§ **Work instruction**:
Would you write out all the records again, exactly?

§ **Input data**:
..............................
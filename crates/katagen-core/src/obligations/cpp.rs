//! C++ obligations: test harness shape (`RUN_TEST` macro cases, solution
//! include, `main`), `solve` presence, stdout capture.

use lazy_static::lazy_static;
use regex::Regex;

use super::{ids, ObligationLog, ObligationViolation};
use crate::scan::cpp::CppScan;
use crate::types::{GeneratedProblemDraft, ObligationResult, ProblemSlot};

lazy_static! {
    static ref INCLUDE_SOLUTION_RE: Regex =
        Regex::new(r#"#\s*include\s+"solution\.cpp""#).expect("static regex");
    static ref MAIN_RE: Regex = Regex::new(r"\bint\s+main\s*\(").expect("static regex");
    static ref RUN_TEST_RE: Regex =
        Regex::new(r#"RUN_TEST\s*\(\s*"(test_case_\d+)""#).expect("static regex");
    static ref COUT_CAPTURE_RE: Regex =
        Regex::new(r"cout\s*\.\s*rdbuf\s*\(|\brdbuf\s*\(").expect("static regex");
}

pub fn check(
    draft: &GeneratedProblemDraft,
    slot: &ProblemSlot,
) -> Result<Vec<ObligationResult>, ObligationViolation> {
    let mut log = ObligationLog::new();

    let reference = draft.reference_text();
    let ref_scan = CppScan::new(&reference);
    let test_scan = CppScan::new(&draft.test_suite);

    log.require(
        ids::CPP_REFERENCE_DEFINES_SOLVE,
        ref_scan.solve_signature().is_some(),
        || "reference must define a top-level solve(...) function".to_string(),
    )?;

    // The include and the RUN_TEST names live in preprocessor lines and
    // string literals, so these two checks read the raw suite text.
    log.require(
        ids::CPP_TEST_INCLUDES_SOLUTION,
        INCLUDE_SOLUTION_RE.is_match(&draft.test_suite),
        || "test file must #include \"solution.cpp\"".to_string(),
    )?;

    log.require(
        ids::CPP_TEST_DEFINES_MAIN,
        MAIN_RE.is_match(test_scan.masked()),
        || "test file must define int main(...)".to_string(),
    )?;

    let mut names: Vec<String> = RUN_TEST_RE
        .captures_iter(&draft.test_suite)
        .map(|c| c[1].to_string())
        .collect();
    names.dedup();
    let expected: Vec<String> = (1..=slot.test_case_count)
        .map(|n| format!("test_case_{n}"))
        .collect();
    log.require(ids::CPP_RUN_TEST_MACRO_CASES, names == expected, || {
        format!(
            "test file must contain exactly {} RUN_TEST entries named test_case_1..test_case_{}, found {}",
            slot.test_case_count,
            slot.test_case_count,
            names.len()
        )
    })?;

    if slot.problem_style.expects_stdout() {
        log.require(
            ids::CPP_STDOUT_CAPTURE,
            COUT_CAPTURE_RE.is_match(test_scan.masked()),
            || "stdout-style tests must capture std::cout via rdbuf redirection".to_string(),
        )?;
    }

    Ok(log.finish())
}

#[cfg(test)]
mod tests {
    use super::*;
    use crate::types::{Difficulty, Language, ProblemStyle};

    fn slot(style: ProblemStyle) -> ProblemSlot {
        ProblemSlot {
            index: 0,
            language: Language::Cpp,
            difficulty: Difficulty::Easy,
            topics: vec!["arrays".to_string()],
            problem_style: style,
            constraints: "c".to_string(),
            test_case_count: 8,
        }
    }

    fn draft(reference: &str, tests: &str) -> GeneratedProblemDraft {
        GeneratedProblemDraft {
            id: "p".into(),
            title: "t".into(),
            description: "d".into(),
            language: Language::Cpp,
            difficulty: Difficulty::Easy,
            topic_tag: "arrays".into(),
            constraints: "c".into(),
            starter_code: "int solve(int a, int b);".to_string(),
            test_suite: tests.to_string(),
            reference_solution: Some(reference.to_string()),
            reference_workspace: None,
            workspace: None,
            sample_inputs: vec!["1 2".into()],
            sample_outputs: vec!["3".into()],
        }
    }

    fn valid_suite(capture: bool) -> String {
        let mut suite = String::from("#include \"solution.cpp\"\n#include <iostream>\n#include <sstream>\n\n");
        suite.push_str("#define RUN_TEST(name, ...) run_case(name, __VA_ARGS__)\n\n");
        if capture {
            suite.push_str("std::ostringstream captured;\nauto* old_buf = std::cout.rdbuf(captured.rdbuf());\n\n");
        }
        suite.push_str("int main() {\n");
        for n in 1..=8 {
            suite.push_str(&format!("    RUN_TEST(\"test_case_{n}\", {n}, {n});\n"));
        }
        suite.push_str("    return failures;\n}\n");
        suite
    }

    #[test]
    fn accepts_valid_return_style_suite() {
        let d = draft("int solve(int a, int b) { return a + b; }", &valid_suite(false));
        let results = check(&d, &slot(ProblemStyle::Return)).unwrap();
        assert!(results.iter().any(|r| r.id == ids::CPP_RUN_TEST_MACRO_CASES && r.ok));
    }

    #[test]
    fn missing_include_is_rejected() {
        let suite = valid_suite(false).replace("#include \"solution.cpp\"\n", "");
        let d = draft("int solve(int a, int b) { return a + b; }", &suite);
        let err = check(&d, &slot(ProblemStyle::Return)).unwrap_err();
        assert_eq!(err.id, ids::CPP_TEST_INCLUDES_SOLUTION);
    }

    #[test]
    fn seven_cases_are_rejected() {
        let suite = valid_suite(false).replace("    RUN_TEST(\"test_case_8\", 8, 8);\n", "");
        let d = draft("int solve(int a, int b) { return a + b; }", &suite);
        let err = check(&d, &slot(ProblemStyle::Return)).unwrap_err();
        assert_eq!(err.id, ids::CPP_RUN_TEST_MACRO_CASES);
    }

    #[test]
    fn stdout_style_requires_capture() {
        let d = draft(
            "void solve(int n) { std::cout << n; }",
            &valid_suite(false),
        );
        let err = check(&d, &slot(ProblemStyle::Stdout)).unwrap_err();
        assert_eq!(err.id, ids::CPP_STDOUT_CAPTURE);
        let d = draft("void solve(int n) { std::cout << n; }", &valid_suite(true));
        assert!(check(&d, &slot(ProblemStyle::Stdout)).is_ok());
    }

    #[test]
    fn missing_solve_is_rejected() {
        let d = draft("int add(int a, int b) { return a + b; }", &valid_suite(false));
        let err = check(&d, &slot(ProblemStyle::Return)).unwrap_err();
        assert_eq!(err.id, ids::CPP_REFERENCE_DEFINES_SOLVE);
    }
}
..............................
§ **Response for this exercise**:
filename crates/katagen-core/src/obligations/cpp.rs
//! C++ obligations: test harness shape (`RUN_TEST` macro cases, solution
//! include, `main`), `solve` presence, stdout capture.

use lazy_static::lazy_static;
use regex::Regex;

use super::{ids, ObligationLog, ObligationViolation};
use crate::scan::cpp::CppScan;
use crate::types::{GeneratedProblemDraft, ObligationResult, ProblemSlot};

lazy_static! {
    static ref INCLUDE_SOLUTION_RE: Regex =
        Regex::new(r#"#\s*include\s+"solution\.cpp""#).expect("static regex");
    static ref MAIN_RE: Regex = Regex::new(r"\bint\s+main\s*\(").expect("static regex");
    static ref RUN_TEST_RE: Regex =
        Regex::new(r#"RUN_TEST\s*\(\s*"(test_case_\d+)""#).expect("static regex");
    static ref COUT_CAPTURE_RE: Regex =
        Regex::new(r"cout\s*\.\s*rdbuf\s*\(|\brdbuf\s*\(").expect("static regex");
}

pub fn check(
    draft: &GeneratedProblemDraft,
    slot: &ProblemSlot,
) -> Result<Vec<ObligationResult>, ObligationViolation> {
    let mut log = ObligationLog::new();

    let reference = draft.reference_text();
    let ref_scan = CppScan::new(&reference);
    let test_scan = CppScan::new(&draft.test_suite);

    log.require(
        ids::CPP_REFERENCE_DEFINES_SOLVE,
        ref_scan.solve_signature().is_some(),
        || "reference must define a top-level solve(...) function".to_string(),
    )?;

    // The include and the RUN_TEST names live in preprocessor lines and
    // string literals, so these two checks read the raw suite text.
    log.require(
        ids::CPP_TEST_INCLUDES_SOLUTION,
        INCLUDE_SOLUTION_RE.is_match(&draft.test_suite),
        || "test file must #include \"solution.cpp\"".to_string(),
    )?;

    log.require(
        ids::CPP_TEST_DEFINES_MAIN,
        MAIN_RE.is_match(test_scan.masked()),
        || "test file must define int main(...)".to_string(),
    )?;

    let mut names: Vec<String> = RUN_TEST_RE
        .captures_iter(&draft.test_suite)
        .map(|c| c[1].to_string())
        .collect();
    names.dedup();
    let expected: Vec<String> = (1..=slot.test_case_count)
        .map(|n| format!("test_case_{n}"))
        .collect();
    log.require(ids::CPP_RUN_TEST_MACRO_CASES, names == expected, || {
        format!(
            "test file must contain exactly {} RUN_TEST entries named test_case_1..test_case_{}, found {}",
            slot.test_case_count,
            slot.test_case_count,
            names.len()
        )
    })?;

    if slot.problem_style.expects_stdout() {
        log.require(
            ids::CPP_STDOUT_CAPTURE,
            COUT_CAPTURE_RE.is_match(test_scan.masked()),
            || "stdout-style tests must capture std::cout via rdbuf redirection".to_string(),
        )?;
    }

    Ok(log.finish())
}

#[cfg(test)]
mod tests {
    use super::*;
    use crate::types::{Difficulty, Language, ProblemStyle};

    fn slot(style: ProblemStyle) -> ProblemSlot {
        ProblemSlot {
            index: 0,
            language: Language::Cpp,
            difficulty: Difficulty::Easy,
            topics: vec!["arrays".to_string()],
            problem_style: style,
            constraints: "c".to_string(),
            test_case_count: 8,
        }
    }

    fn draft(reference: &str, tests: &str) -> GeneratedProblemDraft {
        GeneratedProblemDraft {
            id: "p".into(),
            title: "t".into(),
            description: "d".into(),
            language: Language::Cpp,
            difficulty: Difficulty::Easy,
            topic_tag: "arrays".into(),
            constraints: "c".into(),
            starter_code: "int solve(int a, int b);".to_string(),
            test_suite: tests.to_string(),
            reference_solution: Some(reference.to_string()),
            reference_workspace: None,
            workspace: None,
            sample_inputs: vec!["1 2".into()],
            sample_outputs: vec!["3".into()],
        }
    }

    fn valid_suite(capture: bool) -> String {
        let mut suite = String::from("#include \"solution.cpp\"\n#include <iostream>\n#include <sstream>\n\n");
        suite.push_str("#define RUN_TEST(name, ...) run_case(name, __VA_ARGS__)\n\n");
        if capture {
            suite.push_str("std::ostringstream captured;\nauto* old_buf = std::cout.rdbuf(captured.rdbuf());\n\n");
        }
        suite.push_str("int main() {\n");
        for n in 1..=8 {
            suite.push_str(&format!("    RUN_TEST(\"test_case_{n}\", {n}, {n});\n"));
        }
        suite.push_str("    return failures;\n}\n");
        suite
    }

    #[test]
    fn accepts_valid_return_style_suite() {
        let d = draft("int solve(int a, int b) { return a + b; }", &valid_suite(false));
        let results = check(&d, &slot(ProblemStyle::Return)).unwrap();
        assert!(results.iter().any(|r| r.id == ids::CPP_RUN_TEST_MACRO_CASES && r.ok));
    }

    #[test]
    fn missing_include_is_rejected() {
        let suite = valid_suite(false).replace("#include \"solution.cpp\"\n", "");
        let d = draft("int solve(int a, int b) { return a + b; }", &suite);
        let err = check(&d, &slot(ProblemStyle::Return)).unwrap_err();
        assert_eq!(err.id, ids::CPP_TEST_INCLUDES_SOLUTION);
    }

    #[test]
    fn seven_cases_are_rejected() {
        let suite = valid_suite(false).replace("    RUN_TEST(\"test_case_8\", 8, 8);\n", "");
        let d = draft("int solve(int a, int b) { return a + b; }", &suite);
        let err = check(&d, &slot(ProblemStyle::Return)).unwrap_err();
        assert_eq!(err.id, ids::CPP_RUN_TEST_MACRO_CASES);
    }

    #[test]
    fn stdout_style_requires_capture() {
        let d = draft(
            "void solve(int n) { std::cout << n; }",
            &valid_suite(false),
        );
        let err = check(&d, &slot(ProblemStyle::Stdout)).unwrap_err();
        assert_eq!(err.id, ids::CPP_STDOUT_CAPTURE);
        let d = draft("void solve(int n) { std::cout << n; }", &valid_suite(true));
        assert!(check(&d, &slot(ProblemStyle::Stdout)).is_ok());
    }

    #[test]
    fn missing_solve_is_rejected() {
        let d = draft("int add(int a, int b) { return a + b; }", &valid_suite(false));
        let err = check(&d, &slot(ProblemStyle::Return)).unwrap_err();
        assert_eq!(err.id, ids::CPP_REFERENCE_DEFINES_SOLVE);
    }
}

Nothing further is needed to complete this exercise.